▶ [Aim of the exercise]: Where the string "claims" shows up in a line of the records, copy that line.

====== Task input

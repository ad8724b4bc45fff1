use conduit_users::{AppError, MemStore, NewUser, TokenSigner, UserService};

fn payload(username: &str, email: &str, password: &str) -> NewUser {
    NewUser {
        username: username.into(),
        email: email.into(),
        password: password.into(),
    }
}

#[tokio::test]
async fn test_registration_flow_returns_auth_view() {
    let service = UserService::new(MemStore::new());
    let signer = TokenSigner::new("test-secret");

    let user = service
        .register(payload("chucknorris", "cn@x.com", "p"))
        .await
        .unwrap();

    let view = user.auth_view(&signer).unwrap();
    assert_eq!(view.username, "chucknorris");
    assert!(!view.token.is_empty());

    // the serialized view carries exactly the public fields; no secret
    // material, and image present even though it is unset
    let json = serde_json::to_value(&view).unwrap();
    let obj = json.as_object().unwrap();
    let mut keys: Vec<_> = obj.keys().map(String::as_str).collect();
    keys.sort_unstable();
    assert_eq!(keys, ["bio", "email", "image", "token", "username"]);
    assert!(obj["image"].is_null());

    // the embedded token verifies back to the same identity
    let claims = signer.verify(view.token.as_str()).unwrap();
    assert_eq!(claims.id, user.id);
    assert_eq!(claims.username, "chucknorris");
}

#[tokio::test]
async fn test_registration_flow_normalizes_case() {
    let service = UserService::new(MemStore::new());

    let user = service
        .register(payload("ChuckNorris", "CN@X.com", "p"))
        .await
        .unwrap();

    assert_eq!(user.username, "chucknorris");
    assert_eq!(user.email, "cn@x.com");
}

#[tokio::test]
async fn test_registration_flow_duplicate_username() {
    let service = UserService::new(MemStore::new());
    service
        .register(payload("jake", "jake@jake.jake", "p"))
        .await
        .unwrap();

    // same username under different casing still collides
    let err = service
        .register(payload("Jake", "other@x.com", "p"))
        .await
        .unwrap_err();
    match err {
        AppError::Validation { field, message } => {
            assert_eq!(field, "username");
            assert_eq!(message, "is already taken.");
        }
        other => panic!("expected validation error, got {other:?}"),
    }
}

#[tokio::test]
async fn test_registration_flow_duplicate_email() {
    let service = UserService::new(MemStore::new());
    service
        .register(payload("jake", "jake@jake.jake", "p"))
        .await
        .unwrap();

    let err = service
        .register(payload("notjake", "jake@jake.jake", "p"))
        .await
        .unwrap_err();
    match err {
        AppError::Validation { field, message } => {
            assert_eq!(field, "email");
            assert_eq!(message, "is already taken.");
        }
        other => panic!("expected validation error, got {other:?}"),
    }
}

#[tokio::test]
async fn test_registration_flow_blank_password() {
    let service = UserService::new(MemStore::new());

    let err = service
        .register(payload("jake", "jake@jake.jake", ""))
        .await
        .unwrap_err();
    match err {
        AppError::Validation { field, message } => {
            assert_eq!(field, "password");
            assert_eq!(message, "can't be blank");
        }
        other => panic!("expected validation error, got {other:?}"),
    }
}

#[tokio::test]
async fn test_login_flow_success() {
    let service = UserService::new(MemStore::new());
    let registered = service
        .register(payload("jake", "jake@jake.jake", "jakejake"))
        .await
        .unwrap();

    let logged_in = service.login("jake@jake.jake", "jakejake").await.unwrap();
    assert_eq!(logged_in.id, registered.id);

    // email lookup is case-insensitive
    let logged_in = service.login("JAKE@jake.jake", "jakejake").await.unwrap();
    assert_eq!(logged_in.id, registered.id);
}

#[tokio::test]
async fn test_login_flow_rejects_bad_credentials() {
    let service = UserService::new(MemStore::new());
    service
        .register(payload("jake", "jake@jake.jake", "jakejake"))
        .await
        .unwrap();

    assert!(matches!(
        service.login("jake@jake.jake", "wrong").await,
        Err(AppError::InvalidCredentials)
    ));
    assert!(matches!(
        service.login("nobody@x.com", "jakejake").await,
        Err(AppError::InvalidCredentials)
    ));
}

#[tokio::test]
async fn test_change_password_flow() {
    let service = UserService::new(MemStore::new());
    let mut user = service
        .register(payload("jake", "jake@jake.jake", "old"))
        .await
        .unwrap();
    let old_salt = user.salt.clone();

    service.change_password(&mut user, "new").await.unwrap();
    assert_ne!(user.salt, old_salt);

    assert!(service.login("jake@jake.jake", "new").await.is_ok());
    assert!(matches!(
        service.login("jake@jake.jake", "old").await,
        Err(AppError::InvalidCredentials)
    ));
}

============

▶ [Result of the exercise]:
    let claims = signer.verify(view.token.as_str()).unwrap();
    assert_eq!(claims.id, user.id);
    assert_eq!(claims.username, "chucknorris");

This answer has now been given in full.